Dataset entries

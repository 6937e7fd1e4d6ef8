//! Public API for MMSeg CJK word segmentation
//!
//! This crate wraps the streaming [`mmseg_core::Segmentor`] in a
//! whole-document interface: decode the input, drive the segmentor until the
//! stream is finished, and return tokens with their offsets and annotations.

#![warn(missing_docs)]

pub mod config;
pub mod dto;
pub mod error;
pub mod writer;

use error::Result;
use log::debug;
use mmseg_core::dictionary::DictionaryManager;
use mmseg_core::{SegmentStatus, Segmentor};
use std::sync::atomic::{AtomicU64, Ordering};
use std::sync::Arc;
use std::time::{Duration, Instant};

// Re-export key types
pub use config::{Config, ConfigBuilder};
pub use dto::{ByteSource, Input, Metadata, Output, Token, TokenAnnotation};
pub use error::ApiError;
#[cfg(feature = "json")]
pub use writer::JsonWriter;
pub use writer::{SegmentWriter, TextWriter};

/// Main entry point for word segmentation
///
/// Holds one configured [`Segmentor`]; every call allocates its own
/// [`SegmentStatus`], so a `Segmenter` can serve many threads at once.
#[derive(Debug)]
pub struct Segmenter {
    segmentor: Segmentor,
    config: Config,
    next_task: AtomicU64,
}

/// Tallies of one driven stream
struct StreamSummary {
    tags: String,
    tokens: usize,
    blocks: usize,
}

impl StreamSummary {
    fn metadata(&self, total_bytes: usize, elapsed: Duration) -> Metadata {
        Metadata::measured(
            total_bytes,
            self.tags.chars().count(),
            self.tokens,
            self.blocks,
            elapsed,
        )
    }
}

impl Segmenter {
    /// Create a segmenter with default configuration
    pub fn new(dict_mgr: Arc<dyn DictionaryManager>) -> Result<Self> {
        Self::with_config(dict_mgr, Config::default())
    }

    /// Create a segmenter with custom configuration
    pub fn with_config(dict_mgr: Arc<dyn DictionaryManager>, config: Config) -> Result<Self> {
        let segmentor = Segmentor::new(dict_mgr)?;
        Self::from_segmentor(segmentor, config)
    }

    /// Wrap an existing segmentor, e.g. one sharing a frequency table
    pub fn from_segmentor(mut segmentor: Segmentor, config: Config) -> Result<Self> {
        config.encoding()?;
        let status = segmentor.create_status(config.segment_options().clone())?;
        segmentor.bind_annote(&status)?;
        debug!(
            "Segmenter configured: block capacity {}, encoding {}",
            config.segment_options().block_capacity,
            config.encoding_label()
        );
        Ok(Self {
            segmentor,
            config,
            next_task: AtomicU64::new(0),
        })
    }

    /// Get the current configuration
    pub fn config(&self) -> &Config {
        &self.config
    }

    /// Underlying streaming segmentor
    pub fn segmentor(&self) -> &Segmentor {
        &self.segmentor
    }

    /// Segment input and return tokens
    pub fn segment(&self, input: Input) -> Result<Output> {
        let text = input.read_text(self.config.encoding()?)?;
        self.segment_text(&text)
    }

    /// Segment text directly (convenience method)
    pub fn segment_text(&self, text: &str) -> Result<Output> {
        let start = Instant::now();
        let mut tokens = Vec::new();
        let summary = self.drive(text, &mut |token: Token| {
            tokens.push(token);
            Ok(())
        })?;
        let metadata = summary.metadata(text.len(), start.elapsed());
        Ok(Output {
            tokens,
            tags: summary.tags,
            metadata,
        })
    }

    /// Segment input straight into a writer, one block at a time
    pub fn segment_to(&self, input: Input, writer: &mut dyn SegmentWriter) -> Result<Metadata> {
        let text = input.read_text(self.config.encoding()?)?;
        let start = Instant::now();
        let summary = self.drive(&text, &mut |token: Token| writer.write_token(&token))?;
        writer.finish()?;
        Ok(summary.metadata(text.len(), start.elapsed()))
    }

    /// Segment independent documents on a thread pool
    ///
    /// Each document gets its own stream state; results keep input order.
    #[cfg(feature = "parallel")]
    pub fn segment_batch<S: AsRef<str> + Sync>(&self, texts: &[S]) -> Result<Vec<Output>> {
        use rayon::prelude::*;

        let pool = rayon::ThreadPoolBuilder::new()
            .num_threads(self.config.threads().unwrap_or_else(num_cpus::get))
            .thread_name(|i| format!("mmseg-worker-{i}"))
            .build()
            .map_err(|e| ApiError::Configuration(format!("failed to build thread pool: {e}")))?;

        debug!(
            "Segmenting {} documents on {} threads",
            texts.len(),
            pool.current_num_threads()
        );

        pool.install(|| {
            texts
                .par_iter()
                .map(|text| self.segment_text(text.as_ref()))
                .collect()
        })
    }

    /// Segment independent documents one after another
    #[cfg(not(feature = "parallel"))]
    pub fn segment_batch<S: AsRef<str>>(&self, texts: &[S]) -> Result<Vec<Output>> {
        texts
            .iter()
            .map(|text| self.segment_text(text.as_ref()))
            .collect()
    }

    /// Run one stream to completion, handing every finished token to `sink`
    fn drive(
        &self,
        text: &str,
        sink: &mut dyn FnMut(Token) -> Result<()>,
    ) -> Result<StreamSummary> {
        let task_id = self.next_task.fetch_add(1, Ordering::Relaxed);
        let mut status = self
            .segmentor
            .create_status(self.config.segment_options().clone())?;
        let mut assembler = TokenAssembler::default();
        let mut blocks = 0;

        let mut next = Some(text);
        loop {
            self.segmentor.tokenize(task_id, next.take(), &mut status)?;
            blocks += 1;
            assembler.collect(&status, sink)?;
            if status.is_finished() {
                break;
            }
        }

        Ok(StreamSummary {
            tags: assembler.tags,
            tokens: assembler.tokens,
            blocks,
        })
    }
}

/// Groups tagged characters into tokens across block swaps
#[derive(Default)]
struct TokenAssembler {
    /// Byte offset of the next character in the decoded text
    byte_offset: usize,
    tags: String,
    tokens: usize,
}

impl TokenAssembler {
    fn collect(
        &mut self,
        status: &SegmentStatus,
        sink: &mut dyn FnMut(Token) -> Result<()>,
    ) -> Result<()> {
        let base = status.stream_offset();
        let first = status.emitted_range().start;

        let mut text = String::new();
        let mut start = first;
        let mut start_byte = self.byte_offset;
        for (pos, (c, tag)) in (first..).zip(status.emitted()) {
            if text.is_empty() {
                start = pos;
                start_byte = self.byte_offset;
            }
            text.push(c);
            self.byte_offset += c.len_utf8();
            self.tags.push(tag.as_char());

            if tag.closes_token() {
                let char_len = pos + 1 - start;
                let annotations = status
                    .annotations_for(start, char_len as u16)
                    .map(|(prop_id, annotation)| TokenAnnotation {
                        prop_id,
                        dict_id: annotation.dict_id,
                        value: annotation.as_text().into_owned(),
                    })
                    .collect();
                self.tokens += 1;
                sink(Token {
                    text: std::mem::take(&mut text),
                    byte_offset: start_byte,
                    char_offset: base + start,
                    char_len,
                    annotations,
                })?;
            }
        }
        Ok(())
    }
}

What you have to do
Word for word, copy out all the data given above.

Answer box
repository 6937e7fd1e4d6ef8
//! Public API for MMSeg CJK word segmentation
//!
//! This crate wraps the streaming [`mmseg_core::Segmentor`] in a
//! whole-document interface: decode the input, drive the segmentor until the
//! stream is finished, and return tokens with their offsets and annotations.

#![warn(missing_docs)]

pub mod config;
pub mod dto;
pub mod error;
pub mod writer;

use error::Result;
use log::debug;
use mmseg_core::dictionary::DictionaryManager;
use mmseg_core::{SegmentStatus, Segmentor};
use std::sync::atomic::{AtomicU64, Ordering};
use std::sync::Arc;
use std::time::{Duration, Instant};

// Re-export key types
pub use config::{Config, ConfigBuilder};
pub use dto::{ByteSource, Input, Metadata, Output, Token, TokenAnnotation};
pub use error::ApiError;
#[cfg(feature = "json")]
pub use writer::JsonWriter;
pub use writer::{SegmentWriter, TextWriter};

/// Main entry point for word segmentation
///
/// Holds one configured [`Segmentor`]; every call allocates its own
/// [`SegmentStatus`], so a `Segmenter` can serve many threads at once.
#[derive(Debug)]
pub struct Segmenter {
    segmentor: Segmentor,
    config: Config,
    next_task: AtomicU64,
}

/// Tallies of one driven stream
struct StreamSummary {
    tags: String,
    tokens: usize,
    blocks: usize,
}

impl StreamSummary {
    fn metadata(&self, total_bytes: usize, elapsed: Duration) -> Metadata {
        Metadata::measured(
            total_bytes,
            self.tags.chars().count(),
            self.tokens,
            self.blocks,
            elapsed,
        )
    }
}

impl Segmenter {
    /// Create a segmenter with default configuration
    pub fn new(dict_mgr: Arc<dyn DictionaryManager>) -> Result<Self> {
        Self::with_config(dict_mgr, Config::default())
    }

    /// Create a segmenter with custom configuration
    pub fn with_config(dict_mgr: Arc<dyn DictionaryManager>, config: Config) -> Result<Self> {
        let segmentor = Segmentor::new(dict_mgr)?;
        Self::from_segmentor(segmentor, config)
    }

    /// Wrap an existing segmentor, e.g. one sharing a frequency table
    pub fn from_segmentor(mut segmentor: Segmentor, config: Config) -> Result<Self> {
        config.encoding()?;
        let status = segmentor.create_status(config.segment_options().clone())?;
        segmentor.bind_annote(&status)?;
        debug!(
            "Segmenter configured: block capacity {}, encoding {}",
            config.segment_options().block_capacity,
            config.encoding_label()
        );
        Ok(Self {
            segmentor,
            config,
            next_task: AtomicU64::new(0),
        })
    }

    /// Get the current configuration
    pub fn config(&self) -> &Config {
        &self.config
    }

    /// Underlying streaming segmentor
    pub fn segmentor(&self) -> &Segmentor {
        &self.segmentor
    }

    /// Segment input and return tokens
    pub fn segment(&self, input: Input) -> Result<Output> {
        let text = input.read_text(self.config.encoding()?)?;
        self.segment_text(&text)
    }

    /// Segment text directly (convenience method)
    pub fn segment_text(&self, text: &str) -> Result<Output> {
        let start = Instant::now();
        let mut tokens = Vec::new();
        let summary = self.drive(text, &mut |token: Token| {
            tokens.push(token);
            Ok(())
        })?;
        let metadata = summary.metadata(text.len(), start.elapsed());
        Ok(Output {
            tokens,
            tags: summary.tags,
            metadata,
        })
    }

    /// Segment input straight into a writer, one block at a time
    pub fn segment_to(&self, input: Input, writer: &mut dyn SegmentWriter) -> Result<Metadata> {
        let text = input.read_text(self.config.encoding()?)?;
        let start = Instant::now();
        let summary = self.drive(&text, &mut |token: Token| writer.write_token(&token))?;
        writer.finish()?;
        Ok(summary.metadata(text.len(), start.elapsed()))
    }

    /// Segment independent documents on a thread pool
    ///
    /// Each document gets its own stream state; results keep input order.
    #[cfg(feature = "parallel")]
    pub fn segment_batch<S: AsRef<str> + Sync>(&self, texts: &[S]) -> Result<Vec<Output>> {
        use rayon::prelude::*;

        let pool = rayon::ThreadPoolBuilder::new()
            .num_threads(self.config.threads().unwrap_or_else(num_cpus::get))
            .thread_name(|i| format!("mmseg-worker-{i}"))
            .build()
            .map_err(|e| ApiError::Configuration(format!("failed to build thread pool: {e}")))?;

        debug!(
            "Segmenting {} documents on {} threads",
            texts.len(),
            pool.current_num_threads()
        );

        pool.install(|| {
            texts
                .par_iter()
                .map(|text| self.segment_text(text.as_ref()))
                .collect()
        })
    }

    /// Segment independent documents one after another
    #[cfg(not(feature = "parallel"))]
    pub fn segment_batch<S: AsRef<str>>(&self, texts: &[S]) -> Result<Vec<Output>> {
        texts
            .iter()
            .map(|text| self.segment_text(text.as_ref()))
            .collect()
    }

    /// Run one stream to completion, handing every finished token to `sink`
    fn drive(
        &self,
        text: &str,
        sink: &mut dyn FnMut(Token) -> Result<()>,
    ) -> Result<StreamSummary> {
        let task_id = self.next_task.fetch_add(1, Ordering::Relaxed);
        let mut status = self
            .segmentor
            .create_status(self.config.segment_options().clone())?;
        let mut assembler = TokenAssembler::default();
        let mut blocks = 0;

        let mut next = Some(text);
        loop {
            self.segmentor.tokenize(task_id, next.take(), &mut status)?;
            blocks += 1;
            assembler.collect(&status, sink)?;
            if status.is_finished() {
                break;
            }
        }

        Ok(StreamSummary {
            tags: assembler.tags,
            tokens: assembler.tokens,
            blocks,
        })
    }
}

/// Groups tagged characters into tokens across block swaps
#[derive(Default)]
struct TokenAssembler {
    /// Byte offset of the next character in the decoded text
    byte_offset: usize,
    tags: String,
    tokens: usize,
}

impl TokenAssembler {
    fn collect(
        &mut self,
        status: &SegmentStatus,
        sink: &mut dyn FnMut(Token) -> Result<()>,
    ) -> Result<()> {
        let base = status.stream_offset();
        let first = status.emitted_range().start;

        let mut text = String::new();
        let mut start = first;
        let mut start_byte = self.byte_offset;
        for (pos, (c, tag)) in (first..).zip(status.emitted()) {
            if text.is_empty() {
                start = pos;
                start_byte = self.byte_offset;
            }
            text.push(c);
            self.byte_offset += c.len_utf8();
            self.tags.push(tag.as_char());

            if tag.closes_token() {
                let char_len = pos + 1 - start;
                let annotations = status
                    .annotations_for(start, char_len as u16)
                    .map(|(prop_id, annotation)| TokenAnnotation {
                        prop_id,
                        dict_id: annotation.dict_id,
                        value: annotation.as_text().into_owned(),
                    })
                    .collect();
                self.tokens += 1;
                sink(Token {
                    text: std::mem::take(&mut text),
                    byte_offset: start_byte,
                    char_offset: base + start,
                    char_len,
                    annotations,
                })?;
            }
        }
        Ok(())
    }
}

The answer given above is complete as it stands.